Kirkus Reviews QR Code
THE HUNTING OF THE SNARK by Lewis Carroll

THE HUNTING OF THE SNARK

by Lewis Carroll ; illustrated by Chris Riddell

Pub Date: April 1st, 2018
ISBN: 978-1-5098-1433-6
Publisher: Macmillan UK/Trafalgar

Deceptively harmless-looking monsters and caricatures in fantastical period dress add broad comic notes to Carroll’s tale of a party of bumbling hunters in search of a fabled quarry.

Catching the flavor of the 1876 original, the verses in this edition are printed in widely spaced lines on heavy, cream-colored stock, with a ribbon for a place marker and meticulously detailed illustrations—mostly fine-lined ink drawings but some in color—on nearly every page.
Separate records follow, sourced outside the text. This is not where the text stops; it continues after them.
// Order change notification hub
//
// In-process broadcast channel used to push status changes to
// subscribed views (admin dashboard, customer tracker) without tying
// the core to any pub/sub vendor. Delivery is best-effort: slow
// subscribers may observe gaps and re-fetch on their next read.

use tokio::sync::broadcast;
use uuid::Uuid;

use crate::orders::models::OrderStatus;

/// Default buffer per subscriber before older events are dropped
const DEFAULT_CAPACITY: usize = 64;

/// One order lifecycle event
#[derive(Debug, Clone, PartialEq, Eq)]
pub struct OrderEvent {
    pub order_id: Uuid,
    pub status: OrderStatus,
}

/// Broadcast hub for order events
///
/// Cloning shares the same channel. Publishing never blocks and never
/// fails; with no live subscribers the event is simply dropped.
#[derive(Clone)]
pub struct OrderEvents {
    sender: broadcast::Sender<OrderEvent>,
}

impl OrderEvents {
    /// Create a hub with the default buffer size
    pub fn new() -> Self {
        Self::with_capacity(DEFAULT_CAPACITY)
    }

    /// Create a hub with an explicit per-subscriber buffer size
    pub fn with_capacity(capacity: usize) -> Self {
        let (sender, _) = broadcast::channel(capacity);
        Self { sender }
    }

    /// Subscribe to order events
    ///
    /// Dropping the returned subscription unsubscribes; there is no
    /// explicit teardown call.
    pub fn subscribe(&self) -> OrderSubscription {
        OrderSubscription {
            receiver: self.sender.subscribe(),
        }
    }

    /// Publish an event to every live subscriber
    pub fn publish(&self, event: OrderEvent) {
        // Err only means nobody is listening right now
        let _ = self.sender.send(event);
    }

    /// Number of live subscribers
    pub fn subscriber_count(&self) -> usize {
        self.sender.receiver_count()
    }
}

impl Default for OrderEvents {
    fn default() -> Self {
        Self::new()
    }
}

/// One subscriber's view of the event stream
pub struct OrderSubscription {
    receiver: broadcast::Receiver<OrderEvent>,
}

impl OrderSubscription {
    /// Wait for the next event
    ///
    /// Returns None once the hub is gone. A lagged subscriber skips the
    /// overwritten events and continues with the newest available.
    pub async fn next(&mut self) -> Option<OrderEvent> {
        loop {
            match self.receiver.recv().await {
                Ok(event) => return Some(event),
                Err(broadcast::error::RecvError::Lagged(missed)) => {
                    tracing::warn!("Order event subscriber lagged, missed {} events", missed);
                    continue;
                }
                Err(broadcast::error::RecvError::Closed) => return None,
            }
        }
    }
}

#[cfg(test)]
mod tests {
    use super::*;

    fn event(status: OrderStatus) -> OrderEvent {
        OrderEvent {
            order_id: Uuid::new_v4(),
            status,
        }
    }

    #[tokio::test]
    async fn test_subscriber_receives_published_event() {
        let hub = OrderEvents::new();
        let mut subscription = hub.subscribe();

        let published = event(OrderStatus::Confirmed);
        hub.publish(published.clone());

        let received = subscription.next().await.unwrap();
        assert_eq!(received, published);
    }

    #[tokio::test]
    async fn test_every_subscriber_sees_every_event() {
        let hub = OrderEvents::new();
        let mut first = hub.subscribe();
        let mut second = hub.subscribe();

        let published = event(OrderStatus::Preparing);
        hub.publish(published.clone());

        assert_eq!(first.next().await.unwrap(), published);
        assert_eq!(second.next().await.unwrap(), published);
    }

    #[tokio::test]
    async fn test_publish_without_subscribers_is_a_no_op() {
        let hub = OrderEvents::new();

        // Must not panic or error
        hub.publish(event(OrderStatus::Cancelled));
        assert_eq!(hub.subscriber_count(), 0);
    }

    #[tokio::test]
    async fn test_dropping_subscription_unsubscribes() {
        let hub = OrderEvents::new();
        let subscription = hub.subscribe();
        assert_eq!(hub.subscriber_count(), 1);

        drop(subscription);
        assert_eq!(hub.subscriber_count(), 0);
    }

    #[tokio::test]
    async fn test_events_arrive_in_order() {
        let hub = OrderEvents::new();
        let mut subscription = hub.subscribe();

        let first = event(OrderStatus::Confirmed);
        let second = event(OrderStatus::Preparing);
        hub.publish(first.clone());
        hub.publish(second.clone());

        assert_eq!(subscription.next().await.unwrap(), first);
        assert_eq!(subscription.next().await.unwrap(), second);
    }
}
use chrono::{DateTime, Utc};
use rust_decimal::Decimal;
use serde::{Deserialize, Serialize};
use sqlx::FromRow;
use validator::Validate;

/// A pizza size option
///
/// `price_multiplier` scales the most expensive selected flavor's price;
/// `max_flavors` bounds how many flavors a pizza of this size can carry.
#[derive(Debug, Clone, Serialize, Deserialize, FromRow)]
pub struct PizzaSize {
    pub id: i32,
    pub code: String,
    pub name: String,
    pub description: Option<String>,
    pub price_multiplier: Decimal,
    pub max_flavors: i32,
    pub display_order: i32,
    pub is_active: bool,
    pub created_at: DateTime<Utc>,
    pub updated_at: DateTime<Utc>,
}

/// A pizza border (stuffed crust) option with a flat add-on price
#[derive(Debug, Clone, Serialize, Deserialize, FromRow)]
pub struct PizzaBorder {
    pub id: i32,
    pub name: String,
    pub description: Option<String>,
    pub additional_price: Decimal,
    pub display_order: i32,
    pub is_active: bool,
    pub created_at: DateTime<Utc>,
    pub updated_at: DateTime<Utc>,
}

/// Per-size price override for a product
///
/// When a row exists for (product, size) it fully replaces the product's
/// base price for that size.
#[derive(Debug, Clone, Serialize, Deserialize, FromRow)]
pub struct ProductPrice {
    pub id: i32,
    pub product_id: i32,
    pub size_id: i32,
    pub price: Decimal,
    pub created_at: DateTime<Utc>,
    pub updated_at: DateTime<Utc>,
}

/// Request DTO for creating a pizza size
#[derive(Debug, Deserialize, Validate)]
pub struct CreatePizzaSize {
    #[validate(length(min = 1, message = "Code must not be empty"))]
    pub code: String,
    #[validate(length(min = 1, message = "Name must not be empty"))]
    pub name: String,
    pub description: Option<String>,
    pub price_multiplier: Decimal,
    #[validate(range(min = 1, message = "A size must allow at least one flavor"))]
    pub max_flavors: i32,
    #[serde(default)]
    pub display_order: i32,
    #[serde(default = "default_true")]
    pub is_active: bool,
}

/// Request DTO for updating a pizza size
#[derive(Debug, Deserialize, Validate)]
pub struct UpdatePizzaSize {
    pub code: Option<String>,
    pub name: Option<String>,
    pub description: Option<String>,
    pub price_multiplier: Option<Decimal>,
    #[validate(range(min = 1, message = "A size must allow at least one flavor"))]
    pub max_flavors: Option<i32>,
    pub display_order: Option<i32>,
    pub is_active: Option<bool>,
}

/// Request DTO for creating a pizza border
#[derive(Debug, Deserialize, Validate)]
pub struct CreatePizzaBorder {
    #[validate(length(min = 1, message = "Name must not be empty"))]
    pub name: String,
    pub description: Option<String>,
    pub additional_price: Decimal,
    #[serde(default)]
    pub display_order: i32,
    #[serde(default = "default_true")]
    pub is_active: bool,
}

/// Request DTO for updating a pizza border
#[derive(Debug, Deserialize, Validate)]
pub struct UpdatePizzaBorder {
    pub name: Option<String>,
    pub description: Option<String>,
    pub additional_price: Option<Decimal>,
    pub display_order: Option<i32>,
    pub is_active: Option<bool>,
}

/// Request DTO for creating a per-size price override
#[derive(Debug, Deserialize, Validate)]
pub struct CreateProductPrice {
    pub product_id: i32,
    pub size_id: i32,
    pub price: Decimal,
}

/// Request DTO for quoting a pizza composition
#[derive(Debug, Serialize, Deserialize, Validate)]
pub struct PizzaQuoteRequest {
    pub size_id: i32,
    pub border_id: Option<i32>,
    #[validate(length(min = 1, message = "Select at least one flavor"))]
    pub flavor_product_ids: Vec<i32>,
}

/// One flavor line in a quote response
#[derive(Debug, Serialize)]
pub struct QuotedFlavor {
    pub product_id: i32,
    pub name: String,
    pub fraction: f64,
}

/// Response DTO for a pizza quote
#[derive(Debug, Serialize)]
pub struct PizzaQuoteResponse {
    pub size_id: i32,
    pub size_name: String,
    pub border_id: Option<i32>,
    pub flavors: Vec<QuotedFlavor>,
    pub total_price: Decimal,
}

fn default_true() -> bool {
    true
}
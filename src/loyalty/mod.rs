pub mod error;
pub mod handlers;
pub mod ledger;
pub mod models;
pub mod repository;
pub mod service;

pub use error::*;
pub use handlers::*;
pub use ledger::*;
pub use models::*;
pub use repository::*;
pub use service::*;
Though worthy of notice for “the Snark was a Boojum, you see,” and perhaps “I have said it thrice: / What I tell you three times is true,” most of the eight “Fits” into which the poem is divided (there’s also a slightly abbreviated prose introduction by Carroll and a preface by Riddell) are filled with extended descriptions and silly exchanges that, even with talk of a Jubjub bird and other “Jabberwocky” references, largely go nowhere at some length. Along with lots of wildly gesticulating hunters (all white), Riddell populates the episode with numerous hairy, confused-looking beasts led by two versions of the Snark. Both of these are blue and shaggy, but one resembles an inoffensive kiwi bird and the other is definitely a Boojum, much larger and more Wild Thing–ish, which poses at the end with a young, blonde white girl (Alice?) previously along in disguise.

A handsome volume, but at best it’s just an outtake in the Western European literary tradition.